The Reverend John Coleridge was born in Crediton, north of Exeter, in January 1719. He obtained an exhibition to the local grammar school, and would have gone on directly to university but for the bankruptcy of his father, the woollen-draper. The reasons for this downfall are unknown, but there is some suggestion of heavy drinking, which can often be a family inheritance. Coleridge liked to believe that John was a dreamy and unworldly man – “a perfect Parson Adams” in an oft-repeated phrase – and would tell comic anecdotes of his father’s scholarly distraction, in long evening sessions with Gillman at Highgate, “till the tears ran down his face”.

(#litres_trial_promo) This may have been so in later life, but there is a characteristic element of myth-making in Coleridge’s accounts of John’s saintly simplicities.
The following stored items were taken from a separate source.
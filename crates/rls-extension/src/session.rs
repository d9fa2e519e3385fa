//! Abstraction over the host's language server session.

use std::error::Error;

use thiserror::Error;

use crate::protocol::JsonRpcRequest;

/// Server capability gating the implementations command.
pub const IMPLEMENTATION_PROVIDER: &str = "implementationProvider";

/// Errors reported by host session implementations.
#[derive(Debug, Error)]
#[error("{message}")]
pub struct SessionError {
    message: String,
    #[source]
    source: Option<Box<dyn Error + Send + Sync>>,
}

impl SessionError {
    /// Builds an error without an underlying source.
    #[must_use]
    pub fn new(message: impl Into<String>) -> Self {
        Self {
            message: message.into(),
            source: None,
        }
    }

    /// Builds an error that wraps an underlying source.
    #[must_use]
    pub fn with_source(
        message: impl Into<String>,
        source: impl Into<Box<dyn Error + Send + Sync>>,
    ) -> Self {
        Self {
            message: message.into(),
            source: Some(source.into()),
        }
    }

    /// Human-friendly description without the optional source.
    #[must_use]
    pub const fn message(&self) -> &str {
        self.message.as_str()
    }
}

/// A live connection to one running server, owned by the host.
///
/// The host correlates responses with requests by id and hands them back to
/// [`crate::ExtensionClient::handle_message`]; `send_request` only queues the
/// request and never waits for the reply.
pub trait Session {
    /// Whether the server advertised the named capability.
    fn has_capability(&self, capability: &str) -> bool;

    /// Whether the transport is still connected.
    fn is_alive(&self) -> bool;

    /// Queues a request for delivery to the server.
    ///
    /// # Errors
    ///
    /// Returns [`SessionError`] when the host cannot dispatch the request.
    fn send_request(&mut self, request: JsonRpcRequest) -> Result<(), SessionError>;
}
As a young man he seems to have been determined and ambitious, riding rough-shod over his various setbacks. Temporarily cheated of university, he took a schoolmastership at the nearby village of Clysthdon, married a local Crediton girl, by whom he had four daughters, and continued to study hard and somehow to save money. In 1747, at the age of twenty-eight, he was able to apply for matriculation as a mature student at Sidney Sussex, Cambridge – a triumph over his straitened circumstances.
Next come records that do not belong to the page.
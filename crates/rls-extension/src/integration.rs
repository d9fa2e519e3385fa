//! Language-handler surface the host drives through the session lifecycle.

use tracing::{debug, info, warn};

use rls_config::{LoggingConfig, ServerDescriptor};

use crate::client::ExtensionClient;
use crate::errors::ExtensionError;
use crate::host::Window;
use crate::telemetry::{self, TelemetryError, TelemetryHandle};
use crate::toolchain::{ExecutableLookup, SearchPathLookup, toolchain_available};

const INTEGRATION_TARGET: &str = "rls_extension::integration";

/// The `rls` integration.
///
/// Generic over the executable lookup so the startup gate can be exercised
/// without touching the process `PATH`.
#[derive(Debug, Clone)]
pub struct RlsIntegration<L = SearchPathLookup> {
    descriptor: ServerDescriptor,
    lookup: L,
}

impl RlsIntegration<SearchPathLookup> {
    /// Stock descriptor, looked up on the process `PATH`.
    #[must_use]
    pub fn new() -> Self {
        Self::with_lookup(ServerDescriptor::rls_default(), SearchPathLookup::from_env())
    }
}

impl Default for RlsIntegration<SearchPathLookup> {
    fn default() -> Self {
        Self::new()
    }
}

impl<L: ExecutableLookup> RlsIntegration<L> {
    /// Builds an integration from explicit parts.
    #[must_use]
    pub const fn with_lookup(descriptor: ServerDescriptor, lookup: L) -> Self {
        Self { descriptor, lookup }
    }

    /// Server name.
    #[must_use]
    pub fn name(&self) -> &str {
        self.descriptor.name()
    }

    /// Launch descriptor handed to the host.
    #[must_use]
    pub const fn descriptor(&self) -> &ServerDescriptor {
        &self.descriptor
    }

    /// Called once when the host loads the plugin.
    ///
    /// Installs the extension's log subscriber. Hosts that already own a
    /// global `tracing` subscriber skip this hook.
    ///
    /// # Errors
    ///
    /// Returns the [`TelemetryError`] raised while installing the
    /// subscriber.
    pub fn on_load(&self, logging: &LoggingConfig) -> Result<TelemetryHandle, TelemetryError> {
        let handle = telemetry::initialise(logging)?;
        debug!(target: INTEGRATION_TARGET, server = self.name(), "plugin loaded");
        Ok(handle)
    }

    /// Decides whether the host may start the server in `window`.
    ///
    /// When the launcher is missing the window shows a status message and
    /// `false` is returned.
    pub fn on_start(&self, window: &mut dyn Window) -> bool {
        let launcher = self.descriptor.launcher();
        if toolchain_available(&self.lookup, launcher) {
            debug!(target: INTEGRATION_TARGET, window = %window.id(), launcher, "starting server");
            return true;
        }

        let error = ExtensionError::missing_toolchain(launcher, self.descriptor.name());
        info!(target: INTEGRATION_TARGET, window = %window.id(), %error, "server not started");
        window.status_message(&error.to_string());
        false
    }

    /// Registers the notification relay once the session is initialised.
    ///
    /// A repeated call leaves the existing registration in place.
    pub fn on_initialized(&self, client: &mut ExtensionClient) {
        if let Err(error) = client.register_notifications() {
            warn!(target: INTEGRATION_TARGET, %error, "notification relay not registered");
        }
    }

    /// Releases the client state of a session that has shut down.
    pub fn on_session_ended(&self, client: &mut ExtensionClient) {
        let abandoned = client.session_closed();
        if abandoned > 0 {
            info!(target: INTEGRATION_TARGET, abandoned, "dropped requests of ended session");
        }
    }
}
Here he proved himself a brilliant student of classics and Hebrew, so that by 1749 he had qualified for his first major appointment as headmaster of Squire’s Latin School at South Molton, and also obtained the curacy of nearby Mariansleigh. On the death of his first wife in 1751, he did not repine but promptly married Ann Bowdon, the handsome and capable daughter of an Exmoor farmer, who had all the ambition and drive of a perfect headmaster’s wife.
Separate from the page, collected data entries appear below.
//! In-memory host doubles that record every call the extension makes.

use std::collections::{HashMap, HashSet};
use std::path::{Path, PathBuf};

use lsp_types::Position;
use serde_json::{Value, json};

use crate::host::{AppendOptions, EditorHost, ResultsPanel, View, ViewId, Window, WindowId};
use crate::protocol::{JsonRpcMessage, JsonRpcRequest, JsonRpcResponse};
use crate::session::{IMPLEMENTATION_PROVIDER, Session, SessionError};

/// One recorded results-panel call.
#[derive(Debug, Clone, PartialEq, Eq)]
pub enum PanelOp {
    /// `set_base_dir` was invoked.
    SetBaseDir(Option<PathBuf>),
    /// `set_read_only` was invoked.
    SetReadOnly(bool),
    /// `clear` was invoked.
    Clear,
    /// `append` was invoked.
    Append(String, AppendOptions),
}

/// Results panel that records its calls.
#[derive(Debug, Default)]
pub struct RecordingPanel {
    pub ops: Vec<PanelOp>,
}

impl RecordingPanel {
    /// Text appended so far, in order.
    pub fn appended(&self) -> Vec<&str> {
        self.ops
            .iter()
            .filter_map(|op| match op {
                PanelOp::Append(text, _) => Some(text.as_str()),
                _ => None,
            })
            .collect()
    }
}

impl ResultsPanel for RecordingPanel {
    fn set_base_dir(&mut self, base_dir: Option<&Path>) {
        self.ops.push(PanelOp::SetBaseDir(base_dir.map(Path::to_path_buf)));
    }

    fn set_read_only(&mut self, read_only: bool) {
        self.ops.push(PanelOp::SetReadOnly(read_only));
    }

    fn clear(&mut self) {
        self.ops.push(PanelOp::Clear);
    }

    fn append(&mut self, text: &str, options: AppendOptions) {
        self.ops.push(PanelOp::Append(text.to_owned(), options));
    }
}

/// Window double with its own panel.
#[derive(Debug)]
pub struct FakeWindow {
    pub id: WindowId,
    pub project_root: Option<PathBuf>,
    pub panel: RecordingPanel,
    pub panel_shown: usize,
    pub panel_hidden: usize,
    pub statuses: Vec<String>,
}

impl FakeWindow {
    pub fn new(id: u64, project_root: Option<&str>) -> Self {
        Self {
            id: WindowId::new(id),
            project_root: project_root.map(PathBuf::from),
            panel: RecordingPanel::default(),
            panel_shown: 0,
            panel_hidden: 0,
            statuses: Vec::new(),
        }
    }
}

impl Window for FakeWindow {
    fn id(&self) -> WindowId {
        self.id
    }

    fn project_root(&self) -> Option<PathBuf> {
        self.project_root.clone()
    }

    fn results_panel(&mut self) -> &mut dyn ResultsPanel {
        &mut self.panel
    }

    fn show_results_panel(&mut self) {
        self.panel_shown += 1;
    }

    fn hide_results_panel(&mut self) {
        self.panel_hidden += 1;
    }

    fn status_message(&mut self, message: &str) {
        self.statuses.push(message.to_owned());
    }
}

/// A word in a [`FakeView`], spanning `[start, start + len)` on one line.
#[derive(Debug, Clone)]
pub struct WordSpan {
    pub line: u32,
    pub start: u32,
    pub text: String,
}

impl WordSpan {
    fn contains(&self, position: Position) -> bool {
        let len = u32::try_from(self.text.chars().count()).unwrap_or(u32::MAX);
        position.line == self.line
            && position.character >= self.start
            && position.character < self.start.saturating_add(len)
    }
}

/// View double over a single document.
#[derive(Debug, Clone)]
pub struct FakeView {
    pub id: ViewId,
    pub window: Option<WindowId>,
    pub file_path: Option<PathBuf>,
    pub cursor: Option<Position>,
    pub words: Vec<WordSpan>,
}

impl FakeView {
    pub fn new(id: u64, window: u64, file_path: &str) -> Self {
        Self {
            id: ViewId::new(id),
            window: Some(WindowId::new(window)),
            file_path: Some(PathBuf::from(file_path)),
            cursor: None,
            words: Vec::new(),
        }
    }

    pub fn with_word(mut self, line: u32, start: u32, text: &str) -> Self {
        self.words.push(WordSpan {
            line,
            start,
            text: text.to_owned(),
        });
        self
    }

    pub fn with_cursor(mut self, line: u32, character: u32) -> Self {
        self.cursor = Some(Position::new(line, character));
        self
    }
}

impl View for FakeView {
    fn id(&self) -> ViewId {
        self.id
    }

    fn window_id(&self) -> Option<WindowId> {
        self.window
    }

    fn file_path(&self) -> Option<PathBuf> {
        self.file_path.clone()
    }

    fn cursor(&self) -> Option<Position> {
        self.cursor
    }

    fn is_at_word(&self, position: Position) -> bool {
        self.words.iter().any(|word| word.contains(position))
    }

    fn word_at(&self, position: Position) -> Option<String> {
        self.words
            .iter()
            .find(|word| word.contains(position))
            .map(|word| word.text.clone())
    }
}

/// Editor double owning windows and tracking which views are open.
#[derive(Debug, Default)]
pub struct FakeHost {
    pub windows: HashMap<WindowId, FakeWindow>,
    pub open_views: HashSet<ViewId>,
    pub statuses: Vec<String>,
}

impl FakeHost {
    pub fn with_window(mut self, window: FakeWindow) -> Self {
        self.windows.insert(window.id, window);
        self
    }

    pub fn open(mut self, view: &FakeView) -> Self {
        self.open_views.insert(view.id);
        self
    }

    pub fn close_view(&mut self, view: ViewId) {
        self.open_views.remove(&view);
    }

    pub fn close_window(&mut self, window: WindowId) {
        self.windows.remove(&window);
    }

    pub fn window_ref(&self, id: u64) -> &FakeWindow {
        self.windows
            .get(&WindowId::new(id))
            .expect("window should exist")
    }
}

impl EditorHost for FakeHost {
    fn window(&mut self, id: WindowId) -> Option<&mut dyn Window> {
        self.windows
            .get_mut(&id)
            .map(|window| window as &mut dyn Window)
    }

    fn is_view_valid(&self, id: ViewId) -> bool {
        self.open_views.contains(&id)
    }

    fn status_message(&mut self, message: &str) {
        self.statuses.push(message.to_owned());
    }
}

/// Session double that records requests instead of sending them.
#[derive(Debug)]
pub struct RecordingSession {
    pub alive: bool,
    pub capabilities: HashSet<String>,
    pub sent: Vec<JsonRpcRequest>,
}

impl RecordingSession {
    /// Live session advertising `implementationProvider`.
    pub fn capable() -> Self {
        Self {
            alive: true,
            capabilities: HashSet::from([IMPLEMENTATION_PROVIDER.to_owned()]),
            sent: Vec::new(),
        }
    }

    /// Live session advertising nothing.
    pub fn incapable() -> Self {
        Self {
            capabilities: HashSet::new(),
            ..Self::capable()
        }
    }

    pub fn last_sent(&self) -> &JsonRpcRequest {
        self.sent.last().expect("a request should have been sent")
    }
}

impl Session for RecordingSession {
    fn has_capability(&self, capability: &str) -> bool {
        self.capabilities.contains(capability)
    }

    fn is_alive(&self) -> bool {
        self.alive
    }

    fn send_request(&mut self, request: JsonRpcRequest) -> Result<(), SessionError> {
        self.sent.push(request);
        Ok(())
    }
}

/// `[{uri, range}]` payload for the given `(uri, line, character)` triples.
pub fn locations_payload(entries: &[(&str, u32, u32)]) -> Value {
    Value::Array(
        entries
            .iter()
            .map(|(uri, line, character)| {
                json!({
                    "uri": uri,
                    "range": {
                        "start": {"line": line, "character": character},
                        "end": {"line": line, "character": character.saturating_add(3)}
                    }
                })
            })
            .collect(),
    )
}

/// Successful response message for request `id`.
pub fn response(id: i64, result: Value) -> JsonRpcMessage {
    JsonRpcMessage::Response(JsonRpcResponse::success(id, result))
}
He also began to publish – first as an “ingenious contributor” to the Gentleman’s Magazine: and then as an author of scholarly text-books. There followed a series of worthy productions: a Hebrew edition of the Bible (co-edited); a short grammatical textbook for schools (1759); a Dissertation on the Book of Judges (1768); and a Critical Latin Grammar (1772). In 1776, he privately printed his own political statement, A Fast Sermon, deploring the outbreak of the American War of Independence, in which he rather pithily observed that “you might as well imagine the Almighty to create the Sun, Moon, and Stars, and then permit them to move at random, as to create Man, and not ordain Government.” One may gather from this that John Coleridge was no Anglican radical. His literary turn even reached the stage, for he adapted a Latin comedy by Terence, which he sent to Garrick at Drury Lane, under the rather tantalising title of The Fair Barbarian.10

Coleridge gently deflated his father’s achievements – “the truth is, my Father was not a first-rate Genius – he was however a first-rate Christian”. He suggested that his greatest contribution to scholarship was the re-naming of the ablative case in Latin grammar with the “sonorous and expressive” term of the “Quippe-quare-quale quia-quidditive Case!”

(#litres_trial_promo) But the Reverend John Coleridge’s works were subscribed by many West Country notables, including the local MP, Judge Buller, and the local landowner Sir Stafford Northcote. In 1760 their patronage brought him the headmastership of the King Henry VIII Grammar School at Ottery St Mary, a remarkable achievement for the bankrupt draper’s son, at the age of forty-one.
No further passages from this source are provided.